Exercise requirements:
Find and copy each line of the data that includes "NotFound".

Saved entries:
__________
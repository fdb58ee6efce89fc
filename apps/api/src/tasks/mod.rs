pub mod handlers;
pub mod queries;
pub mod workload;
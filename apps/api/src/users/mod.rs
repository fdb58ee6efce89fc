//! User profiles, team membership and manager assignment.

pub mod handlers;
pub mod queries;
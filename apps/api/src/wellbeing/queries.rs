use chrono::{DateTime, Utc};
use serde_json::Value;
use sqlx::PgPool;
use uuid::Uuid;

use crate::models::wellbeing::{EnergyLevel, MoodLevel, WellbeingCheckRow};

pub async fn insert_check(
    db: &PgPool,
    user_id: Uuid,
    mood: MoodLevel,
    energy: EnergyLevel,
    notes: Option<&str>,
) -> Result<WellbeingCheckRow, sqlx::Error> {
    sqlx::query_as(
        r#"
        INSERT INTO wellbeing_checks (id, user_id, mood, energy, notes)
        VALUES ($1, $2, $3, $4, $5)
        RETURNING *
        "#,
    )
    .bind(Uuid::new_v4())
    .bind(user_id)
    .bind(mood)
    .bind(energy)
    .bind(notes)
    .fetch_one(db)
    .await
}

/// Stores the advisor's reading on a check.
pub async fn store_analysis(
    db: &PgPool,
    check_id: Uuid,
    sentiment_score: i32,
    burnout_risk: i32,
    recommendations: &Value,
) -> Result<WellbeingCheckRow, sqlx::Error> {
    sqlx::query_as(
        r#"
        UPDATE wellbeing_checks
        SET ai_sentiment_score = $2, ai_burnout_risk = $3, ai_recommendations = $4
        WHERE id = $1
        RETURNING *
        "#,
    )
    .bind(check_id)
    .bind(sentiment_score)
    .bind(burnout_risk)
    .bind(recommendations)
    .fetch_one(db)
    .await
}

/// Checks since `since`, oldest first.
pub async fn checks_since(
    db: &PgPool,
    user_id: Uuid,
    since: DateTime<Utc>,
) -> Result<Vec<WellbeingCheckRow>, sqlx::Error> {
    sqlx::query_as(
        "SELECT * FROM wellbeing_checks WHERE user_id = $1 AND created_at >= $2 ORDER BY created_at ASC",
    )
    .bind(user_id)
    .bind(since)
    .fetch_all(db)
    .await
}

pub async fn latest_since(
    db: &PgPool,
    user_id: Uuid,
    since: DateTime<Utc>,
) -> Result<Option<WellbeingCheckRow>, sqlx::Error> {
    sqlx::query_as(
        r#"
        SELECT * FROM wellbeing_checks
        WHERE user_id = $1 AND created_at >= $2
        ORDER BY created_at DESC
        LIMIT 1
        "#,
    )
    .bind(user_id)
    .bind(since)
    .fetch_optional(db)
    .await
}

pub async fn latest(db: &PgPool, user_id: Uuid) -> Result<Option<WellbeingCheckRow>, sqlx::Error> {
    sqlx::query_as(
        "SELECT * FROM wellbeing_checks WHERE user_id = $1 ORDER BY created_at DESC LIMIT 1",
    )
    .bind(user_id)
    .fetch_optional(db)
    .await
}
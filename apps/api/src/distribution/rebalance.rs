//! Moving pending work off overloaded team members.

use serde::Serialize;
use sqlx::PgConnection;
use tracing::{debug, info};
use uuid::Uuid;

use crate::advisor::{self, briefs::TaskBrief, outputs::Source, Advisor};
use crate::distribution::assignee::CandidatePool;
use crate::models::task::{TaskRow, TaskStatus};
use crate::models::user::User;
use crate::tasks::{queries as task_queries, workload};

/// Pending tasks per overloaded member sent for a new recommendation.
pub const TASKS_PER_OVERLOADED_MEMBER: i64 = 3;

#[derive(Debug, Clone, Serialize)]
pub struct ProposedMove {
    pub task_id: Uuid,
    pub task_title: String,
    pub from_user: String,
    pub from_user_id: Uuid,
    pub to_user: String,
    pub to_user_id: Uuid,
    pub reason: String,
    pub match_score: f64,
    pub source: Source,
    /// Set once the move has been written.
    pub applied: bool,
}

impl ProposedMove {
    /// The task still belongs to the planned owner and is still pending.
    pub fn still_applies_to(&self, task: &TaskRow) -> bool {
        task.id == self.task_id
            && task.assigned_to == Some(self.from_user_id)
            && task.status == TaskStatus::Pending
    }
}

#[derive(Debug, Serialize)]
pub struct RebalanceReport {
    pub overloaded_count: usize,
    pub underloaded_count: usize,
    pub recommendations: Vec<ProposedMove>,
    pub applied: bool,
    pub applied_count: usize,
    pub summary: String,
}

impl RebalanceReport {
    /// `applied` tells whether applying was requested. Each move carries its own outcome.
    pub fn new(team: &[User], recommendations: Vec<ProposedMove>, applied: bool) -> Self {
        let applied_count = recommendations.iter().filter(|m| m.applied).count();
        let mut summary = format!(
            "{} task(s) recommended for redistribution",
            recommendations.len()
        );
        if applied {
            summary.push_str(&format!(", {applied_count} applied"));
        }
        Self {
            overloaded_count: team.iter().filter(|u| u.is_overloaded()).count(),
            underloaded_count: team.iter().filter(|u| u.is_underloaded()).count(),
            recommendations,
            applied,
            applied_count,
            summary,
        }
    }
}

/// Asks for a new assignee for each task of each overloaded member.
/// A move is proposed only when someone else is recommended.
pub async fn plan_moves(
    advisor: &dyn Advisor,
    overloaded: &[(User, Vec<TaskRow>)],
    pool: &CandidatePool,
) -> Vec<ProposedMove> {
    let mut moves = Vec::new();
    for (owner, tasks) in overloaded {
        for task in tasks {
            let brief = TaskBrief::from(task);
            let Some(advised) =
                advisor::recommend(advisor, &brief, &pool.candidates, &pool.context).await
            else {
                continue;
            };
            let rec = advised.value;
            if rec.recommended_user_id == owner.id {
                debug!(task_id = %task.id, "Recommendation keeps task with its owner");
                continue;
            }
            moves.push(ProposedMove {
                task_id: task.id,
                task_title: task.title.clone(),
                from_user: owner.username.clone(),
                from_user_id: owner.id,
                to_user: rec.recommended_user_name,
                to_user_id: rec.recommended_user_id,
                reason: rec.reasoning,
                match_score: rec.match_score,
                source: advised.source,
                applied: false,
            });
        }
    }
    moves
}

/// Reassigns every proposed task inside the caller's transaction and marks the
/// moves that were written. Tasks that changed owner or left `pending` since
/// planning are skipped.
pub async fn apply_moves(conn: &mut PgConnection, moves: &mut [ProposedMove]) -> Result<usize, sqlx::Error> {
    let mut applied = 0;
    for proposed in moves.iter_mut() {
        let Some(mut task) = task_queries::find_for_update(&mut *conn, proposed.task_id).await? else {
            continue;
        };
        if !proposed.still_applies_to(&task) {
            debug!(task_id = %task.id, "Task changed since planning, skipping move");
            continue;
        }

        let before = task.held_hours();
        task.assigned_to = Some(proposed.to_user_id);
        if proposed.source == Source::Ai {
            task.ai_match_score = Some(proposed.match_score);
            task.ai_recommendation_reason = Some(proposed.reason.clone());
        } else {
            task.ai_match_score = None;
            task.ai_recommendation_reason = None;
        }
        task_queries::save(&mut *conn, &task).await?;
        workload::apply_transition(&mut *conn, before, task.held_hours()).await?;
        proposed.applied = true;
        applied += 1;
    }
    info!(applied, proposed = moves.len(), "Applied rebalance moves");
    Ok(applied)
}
__________
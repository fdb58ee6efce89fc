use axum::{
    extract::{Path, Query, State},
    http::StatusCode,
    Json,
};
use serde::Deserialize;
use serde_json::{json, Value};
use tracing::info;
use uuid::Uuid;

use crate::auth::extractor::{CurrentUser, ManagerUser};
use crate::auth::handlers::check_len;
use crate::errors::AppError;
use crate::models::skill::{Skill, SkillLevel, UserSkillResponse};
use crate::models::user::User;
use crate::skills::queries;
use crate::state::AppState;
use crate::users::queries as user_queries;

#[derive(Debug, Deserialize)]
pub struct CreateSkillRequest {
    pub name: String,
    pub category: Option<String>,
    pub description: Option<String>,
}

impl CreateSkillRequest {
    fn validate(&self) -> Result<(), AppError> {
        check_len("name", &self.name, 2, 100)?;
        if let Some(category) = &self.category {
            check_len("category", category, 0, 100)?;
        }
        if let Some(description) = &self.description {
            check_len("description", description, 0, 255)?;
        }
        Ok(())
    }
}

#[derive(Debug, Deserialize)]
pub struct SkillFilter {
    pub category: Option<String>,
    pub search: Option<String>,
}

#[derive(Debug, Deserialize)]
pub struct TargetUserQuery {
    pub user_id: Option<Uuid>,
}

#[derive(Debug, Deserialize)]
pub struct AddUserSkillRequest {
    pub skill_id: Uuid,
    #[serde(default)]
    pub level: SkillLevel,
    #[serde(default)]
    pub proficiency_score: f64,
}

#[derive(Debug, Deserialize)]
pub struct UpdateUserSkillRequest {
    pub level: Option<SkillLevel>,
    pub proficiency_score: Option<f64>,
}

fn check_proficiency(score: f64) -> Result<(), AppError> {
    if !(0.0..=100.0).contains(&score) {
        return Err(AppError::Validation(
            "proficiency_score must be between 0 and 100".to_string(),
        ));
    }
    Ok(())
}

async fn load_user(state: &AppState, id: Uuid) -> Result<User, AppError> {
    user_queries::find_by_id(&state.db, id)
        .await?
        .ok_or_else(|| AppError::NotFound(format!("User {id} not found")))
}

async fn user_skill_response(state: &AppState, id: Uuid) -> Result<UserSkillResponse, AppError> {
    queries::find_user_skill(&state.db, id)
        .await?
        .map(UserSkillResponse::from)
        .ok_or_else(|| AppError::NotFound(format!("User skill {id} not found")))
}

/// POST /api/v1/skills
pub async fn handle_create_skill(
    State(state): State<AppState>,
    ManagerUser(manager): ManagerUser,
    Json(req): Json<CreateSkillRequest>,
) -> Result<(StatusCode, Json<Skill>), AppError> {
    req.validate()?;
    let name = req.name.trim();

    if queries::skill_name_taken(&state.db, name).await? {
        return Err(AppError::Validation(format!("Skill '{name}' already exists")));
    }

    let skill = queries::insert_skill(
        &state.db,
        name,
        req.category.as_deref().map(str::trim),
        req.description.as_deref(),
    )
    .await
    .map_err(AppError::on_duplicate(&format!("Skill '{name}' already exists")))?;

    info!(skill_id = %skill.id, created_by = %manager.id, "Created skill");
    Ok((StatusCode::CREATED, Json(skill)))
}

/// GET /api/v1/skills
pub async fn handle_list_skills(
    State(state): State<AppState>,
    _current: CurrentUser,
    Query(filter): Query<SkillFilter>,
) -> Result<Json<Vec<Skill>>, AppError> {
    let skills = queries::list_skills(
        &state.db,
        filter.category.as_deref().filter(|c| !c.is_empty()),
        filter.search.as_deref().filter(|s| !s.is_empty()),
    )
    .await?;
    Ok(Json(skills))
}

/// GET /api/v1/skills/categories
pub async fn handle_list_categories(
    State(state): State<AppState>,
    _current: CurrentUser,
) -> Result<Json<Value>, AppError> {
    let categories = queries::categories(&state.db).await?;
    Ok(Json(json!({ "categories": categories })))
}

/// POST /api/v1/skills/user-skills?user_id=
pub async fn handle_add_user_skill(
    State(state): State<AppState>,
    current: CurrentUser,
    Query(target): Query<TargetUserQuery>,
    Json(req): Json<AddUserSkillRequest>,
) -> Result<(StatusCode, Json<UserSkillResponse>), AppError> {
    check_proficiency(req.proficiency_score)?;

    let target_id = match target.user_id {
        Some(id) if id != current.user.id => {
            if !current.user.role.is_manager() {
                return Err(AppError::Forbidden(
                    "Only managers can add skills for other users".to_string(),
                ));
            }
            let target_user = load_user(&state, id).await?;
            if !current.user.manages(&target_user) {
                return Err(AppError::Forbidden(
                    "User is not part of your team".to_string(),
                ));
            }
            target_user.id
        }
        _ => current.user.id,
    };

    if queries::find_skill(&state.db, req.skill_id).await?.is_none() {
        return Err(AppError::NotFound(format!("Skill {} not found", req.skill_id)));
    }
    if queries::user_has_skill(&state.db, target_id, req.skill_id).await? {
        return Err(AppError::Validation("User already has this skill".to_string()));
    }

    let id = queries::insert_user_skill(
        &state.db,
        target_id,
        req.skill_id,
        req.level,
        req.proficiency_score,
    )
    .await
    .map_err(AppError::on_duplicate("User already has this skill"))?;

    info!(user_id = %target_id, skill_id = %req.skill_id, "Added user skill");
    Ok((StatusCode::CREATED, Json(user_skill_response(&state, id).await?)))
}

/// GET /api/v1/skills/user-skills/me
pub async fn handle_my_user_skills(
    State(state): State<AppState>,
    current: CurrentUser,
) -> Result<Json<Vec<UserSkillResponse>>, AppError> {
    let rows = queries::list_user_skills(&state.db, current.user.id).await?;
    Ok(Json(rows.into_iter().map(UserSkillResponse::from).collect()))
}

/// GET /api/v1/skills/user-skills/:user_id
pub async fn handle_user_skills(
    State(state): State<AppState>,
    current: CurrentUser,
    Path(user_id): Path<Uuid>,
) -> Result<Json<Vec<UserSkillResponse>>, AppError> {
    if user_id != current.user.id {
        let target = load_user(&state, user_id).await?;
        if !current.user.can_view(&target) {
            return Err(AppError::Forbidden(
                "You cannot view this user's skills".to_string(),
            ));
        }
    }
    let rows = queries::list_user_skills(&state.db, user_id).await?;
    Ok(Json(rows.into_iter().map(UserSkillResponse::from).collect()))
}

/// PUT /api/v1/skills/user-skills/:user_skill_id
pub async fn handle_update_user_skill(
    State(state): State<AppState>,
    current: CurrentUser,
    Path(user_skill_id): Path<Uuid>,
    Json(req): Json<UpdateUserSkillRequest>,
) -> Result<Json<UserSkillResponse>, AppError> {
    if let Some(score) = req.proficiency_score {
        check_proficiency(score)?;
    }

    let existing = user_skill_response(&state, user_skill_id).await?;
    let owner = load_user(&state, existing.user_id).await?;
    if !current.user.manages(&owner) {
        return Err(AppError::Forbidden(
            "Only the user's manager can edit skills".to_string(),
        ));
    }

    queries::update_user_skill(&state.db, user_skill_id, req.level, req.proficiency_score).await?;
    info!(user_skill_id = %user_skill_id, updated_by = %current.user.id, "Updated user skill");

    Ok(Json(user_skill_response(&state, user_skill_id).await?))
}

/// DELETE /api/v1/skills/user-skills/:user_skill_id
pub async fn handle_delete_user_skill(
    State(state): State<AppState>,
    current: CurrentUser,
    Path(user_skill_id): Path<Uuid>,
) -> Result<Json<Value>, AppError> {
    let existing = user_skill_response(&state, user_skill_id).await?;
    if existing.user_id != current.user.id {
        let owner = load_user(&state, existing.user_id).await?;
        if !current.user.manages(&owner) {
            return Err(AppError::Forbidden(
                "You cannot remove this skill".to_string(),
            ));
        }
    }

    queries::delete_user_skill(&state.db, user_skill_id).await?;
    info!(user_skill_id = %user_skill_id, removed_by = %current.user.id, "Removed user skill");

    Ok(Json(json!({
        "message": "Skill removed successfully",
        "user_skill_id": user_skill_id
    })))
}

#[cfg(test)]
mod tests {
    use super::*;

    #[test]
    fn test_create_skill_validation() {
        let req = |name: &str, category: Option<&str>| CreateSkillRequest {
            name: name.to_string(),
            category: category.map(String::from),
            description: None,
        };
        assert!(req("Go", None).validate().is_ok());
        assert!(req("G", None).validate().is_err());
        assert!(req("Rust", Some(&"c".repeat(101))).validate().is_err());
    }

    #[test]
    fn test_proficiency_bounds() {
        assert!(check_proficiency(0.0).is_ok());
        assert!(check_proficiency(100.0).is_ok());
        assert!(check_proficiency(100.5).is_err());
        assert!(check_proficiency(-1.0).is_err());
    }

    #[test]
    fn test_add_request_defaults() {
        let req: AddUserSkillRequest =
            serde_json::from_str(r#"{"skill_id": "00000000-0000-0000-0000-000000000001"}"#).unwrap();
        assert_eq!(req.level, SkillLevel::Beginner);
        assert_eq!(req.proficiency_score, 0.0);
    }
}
__________
Exercise answer:
        .ok_or_else(|| AppError::NotFound(format!("User {id} not found")))
        .ok_or_else(|| AppError::NotFound(format!("User skill {id} not found")))
        return Err(AppError::NotFound(format!("Skill {} not found", req.skill_id)));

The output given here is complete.